Drug Testing and Analysis
July 1, 2011
Leslie A. King, Andrew T. Kicman
99 citations
This special issue introduces new psychoactive substances (NPS), formerly called 'designer drugs' or 'legal highs', defined as narcotic or psychotropic drugs not scheduled under UN conventions but posing comparable public health threats. The article traces their evolution from 1980s fentanyl derivatives and MPTP-contaminated α-prodine causing Parkinson's disease, through phenethylamines like MDMA and hallucinogens, to piperazines, cathinones (e.g., mephedrone), synthetic cannabinoids ('Spice'), and diverse recent compounds. Over half of the approximately 170 substances reported to the EMCDDA since 1997 appeared after 2006. Manufacturing shifted from clandestine labs to legitimate chemical suppliers, with internet sales. The authors note that little is known about their harmful properties, and uncontrolled experimentation risks future public health crises.
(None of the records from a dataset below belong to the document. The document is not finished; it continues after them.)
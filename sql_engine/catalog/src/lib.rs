// Copyright 2020 - present Alex Dukhno
//
// Licensed under the Apache License, Version 2.0 (the "License");
// you may not use this file except in compliance with the License.
// You may obtain a copy of the License at
//
//     http://www.apache.org/licenses/LICENSE-2.0
//
// Unless required by applicable law or agreed to in writing, software
// distributed under the License is distributed on an "AS IS" BASIS,
// WITHOUT WARRANTIES OR CONDITIONS OF ANY KIND, either express or implied.
// See the License for the specific language governing permissions and
// limitations under the License.

use byteorder::{ByteOrder, LittleEndian};
use data_binary::Binary;
use definition::TableDef;
use storage::{Database, KeySpace, StorageError, StorageResult};

/// Catalog key families. The prefixes are disjoint so that scanning user
/// tables skips the bookkeeping entries.
const TABLE_DEF_PREFIX: &str = "ZZ_table_";
const TABLE_REFCNT_PREFIX: &str = "ZZ_refcnt_table_";
const ROW_REFCNT_PREFIX: &str = "ZZ_refcnt_record_";

/// Access to the schema catalog: table definitions plus the two refcount
/// families that foreign keys maintain. Table names are normalized to
/// lower case in every key; the stored definition keeps the user's casing.
pub struct CatalogHandler {
    catalog: KeySpace,
}

impl CatalogHandler {
    pub fn new(database: &Database) -> StorageResult<CatalogHandler> {
        Ok(CatalogHandler {
            catalog: database.catalog()?,
        })
    }

    pub fn table(&self, table_name: &str) -> StorageResult<Option<TableDef>> {
        match self.catalog.lookup(&table_def_key(table_name))? {
            None => Ok(None),
            Some(raw) => decode_table(&raw).map(Some),
        }
    }

    /// Persists the definition unless a table of that name is already
    /// stored. `false` signals the name collision.
    pub fn create_table(&self, table: &TableDef) -> StorageResult<bool> {
        let raw = bincode::serialize(table)
            .map_err(|error| StorageError::unrecoverable(format!("table definition does not serialize: {}", error)))?;
        self.catalog.insert_unique(&table_def_key(table.name()), Binary::with_data(raw))
    }

    pub fn remove_table(&self, table_name: &str) -> StorageResult<()> {
        self.catalog.remove(&table_def_key(table_name))?;
        self.catalog.remove(&table_refcnt_key(table_name))?;
        Ok(())
    }

    /// Names of the stored tables in key order, echoing the casing the
    /// tables were created with.
    pub fn table_names(&self) -> StorageResult<Vec<String>> {
        let mut names = vec![];
        for (_key, value) in self.catalog.cursor_over_prefix(TABLE_DEF_PREFIX)? {
            names.push(decode_table(&value)?.name().to_owned());
        }
        Ok(names)
    }

    /// Number of stored tables holding a foreign key to the given table.
    pub fn table_refcnt(&self, table_name: &str) -> StorageResult<i32> {
        self.read_refcnt(&table_refcnt_key(table_name))
    }

    pub fn add_table_refcnt(&self, table_name: &str, delta: i32) -> StorageResult<()> {
        let key = table_refcnt_key(table_name);
        let refcnt = self.read_refcnt(&key)? + delta;
        log::debug!("table refcnt of [{}] becomes {}", table_name, refcnt);
        self.write_refcnt(&key, refcnt)
    }

    /// Number of live rows referencing the row of `table_name` stored under
    /// the given primary-key bytes.
    pub fn row_refcnt(&self, table_name: &str, pkey: &Binary) -> StorageResult<i32> {
        self.read_refcnt(&row_refcnt_key(table_name, pkey))
    }

    pub fn add_row_refcnt(&self, table_name: &str, pkey: &Binary, delta: i32) -> StorageResult<()> {
        let key = row_refcnt_key(table_name, pkey);
        let refcnt = self.read_refcnt(&key)? + delta;
        log::debug!("row refcnt of [{}:{}] becomes {}", table_name, pkey.to_text(), refcnt);
        self.write_refcnt(&key, refcnt)
    }

    fn read_refcnt(&self, key: &Binary) -> StorageResult<i32> {
        match self.catalog.lookup(key)? {
            None => Ok(0),
            Some(raw) if raw.to_bytes().len() == 4 => Ok(LittleEndian::read_i32(raw.to_bytes())),
            Some(raw) => Err(StorageError::unrecoverable(format!(
                "refcount entry of {} bytes instead of 4",
                raw.to_bytes().len()
            ))),
        }
    }

    fn write_refcnt(&self, key: &Binary, refcnt: i32) -> StorageResult<()> {
        let mut raw = [0u8; 4];
        LittleEndian::write_i32(&mut raw, refcnt);
        self.catalog.insert(key, Binary::with_data(raw.to_vec()))
    }
}

fn table_def_key(table_name: &str) -> Binary {
    catalog_key(TABLE_DEF_PREFIX, &table_name.to_lowercase())
}

fn table_refcnt_key(table_name: &str) -> Binary {
    catalog_key(TABLE_REFCNT_PREFIX, &table_name.to_lowercase())
}

fn row_refcnt_key(table_name: &str, pkey: &Binary) -> Binary {
    let name = serde_json::to_string(&[table_name.to_lowercase(), pkey.to_text()])
        .expect("a pair of strings always serializes");
    catalog_key(ROW_REFCNT_PREFIX, &name)
}

fn catalog_key(prefix: &str, rest: &str) -> Binary {
    Binary::with_data(format!("{}{}", prefix, rest).into_bytes())
}

fn decode_table(raw: &Binary) -> StorageResult<TableDef> {
    bincode::deserialize(raw.to_bytes())
        .map_err(|error| StorageError::unrecoverable(format!("stored table definition is corrupt: {}", error)))
}

#[cfg(test)]
mod tests {
    use super::*;
    use definition::ColumnDef;
    use types::SqlType;

    fn catalog() -> CatalogHandler {
        let database = Database::open(tempfile::tempdir().unwrap().into_path()).unwrap();
        CatalogHandler::new(&database).unwrap()
    }

    fn table(name: &str) -> TableDef {
        TableDef::new(
            name.to_owned(),
            vec![ColumnDef::new("x", SqlType::Int, true)],
            vec![vec!["x".to_owned()]],
            vec![],
        )
        .unwrap()
    }

    #[cfg(test)]
    mod definitions {
        use super::*;

        #[test]
        fn created_table_is_found_case_insensitively() {
            let catalog = catalog();

            assert_eq!(catalog.create_table(&table("Items")).unwrap(), true);

            assert_eq!(catalog.table("items").unwrap(), Some(table("Items")));
            assert_eq!(catalog.table("ITEMS").unwrap(), Some(table("Items")));
        }

        #[test]
        fn second_create_is_refused() {
            let catalog = catalog();

            assert_eq!(catalog.create_table(&table("a")).unwrap(), true);
            assert_eq!(catalog.create_table(&table("A")).unwrap(), false);
        }

        #[test]
        fn removed_table_is_gone() {
            let catalog = catalog();
            catalog.create_table(&table("a")).unwrap();

            catalog.remove_table("a").unwrap();

            assert_eq!(catalog.table("a").unwrap(), None);
        }

        #[test]
        fn names_preserve_stored_casing() {
            let catalog = catalog();
            catalog.create_table(&table("Orders")).unwrap();
            catalog.create_table(&table("clients")).unwrap();
            catalog.add_table_refcnt("Orders", 1).unwrap();

            assert_eq!(catalog.table_names().unwrap(), vec!["clients".to_owned(), "Orders".to_owned()]);
        }
    }

    #[cfg(test)]
    mod refcounts {
        use super::*;

        #[test]
        fn absent_table_refcnt_reads_as_zero() {
            assert_eq!(catalog().table_refcnt("a").unwrap(), 0);
        }

        #[test]
        fn table_refcnt_accumulates() {
            let catalog = catalog();

            catalog.add_table_refcnt("a", 1).unwrap();
            catalog.add_table_refcnt("A", 1).unwrap();
            catalog.add_table_refcnt("a", -1).unwrap();

            assert_eq!(catalog.table_refcnt("a").unwrap(), 1);
        }

        #[test]
        fn row_refcnt_is_keyed_by_table_and_key() {
            let catalog = catalog();
            let key = Binary::with_data(b"[1]".to_vec());
            let other = Binary::with_data(b"[2]".to_vec());

            catalog.add_row_refcnt("a", &key, 1).unwrap();

            assert_eq!(catalog.row_refcnt("a", &key).unwrap(), 1);
            assert_eq!(catalog.row_refcnt("a", &other).unwrap(), 0);
            assert_eq!(catalog.row_refcnt("b", &key).unwrap(), 0);
        }
    }
}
British Journal of Pharmacology
February 1, 2002
Mary L. Forsling, John K. Fallon, Darshna Shah et al.
77 citations
MDMA and its metabolites can stimulate release of the hormones vasopressin and oxytocin from rat hypothalamic tissue in the laboratory. The metabolite HMMA (4-hydroxy-3-methoxymethamphetamine) was the most potent, increasing basal vasopressin release more than twofold and oxytocin release by about 60% at a concentration of 10 nM. MDMA itself produced smaller increases. The effect on vasopressin release was consistently greater than on oxytocin. These findings suggest that MDMA-induced hyponatraemia (low blood sodium) may result from excessive vasopressin secretion triggered by the drug or its breakdown products.
Annals of the New York Academy of Sciences
June 1, 2002
John K. Fallon, Dhwanil Shah, Andrew T. Kicman et al.
54 citations
MDMA (ecstasy) can cause dangerously low sodium levels by triggering inappropriate secretion of the antidiuretic hormone arginine vasopressin (AVP). In eight healthy men given a low 40 mg dose of MDMA, plasma AVP rose significantly at 1, 2, and 4 hours. A negative correlation between MDMA and AVP at 1 hour suggested a metabolite might drive the increase. Testing MDMA and five of its metabolites on isolated rat hypothalamus tissue showed all compounds increased AVP release, with the major metabolite HMMA being the most potent and DHMA the least. Most compounds also enhanced AVP release in response to potassium stimulation. These in vitro results confirm that MDMA metabolites, not just the parent drug, contribute to AVP secretion.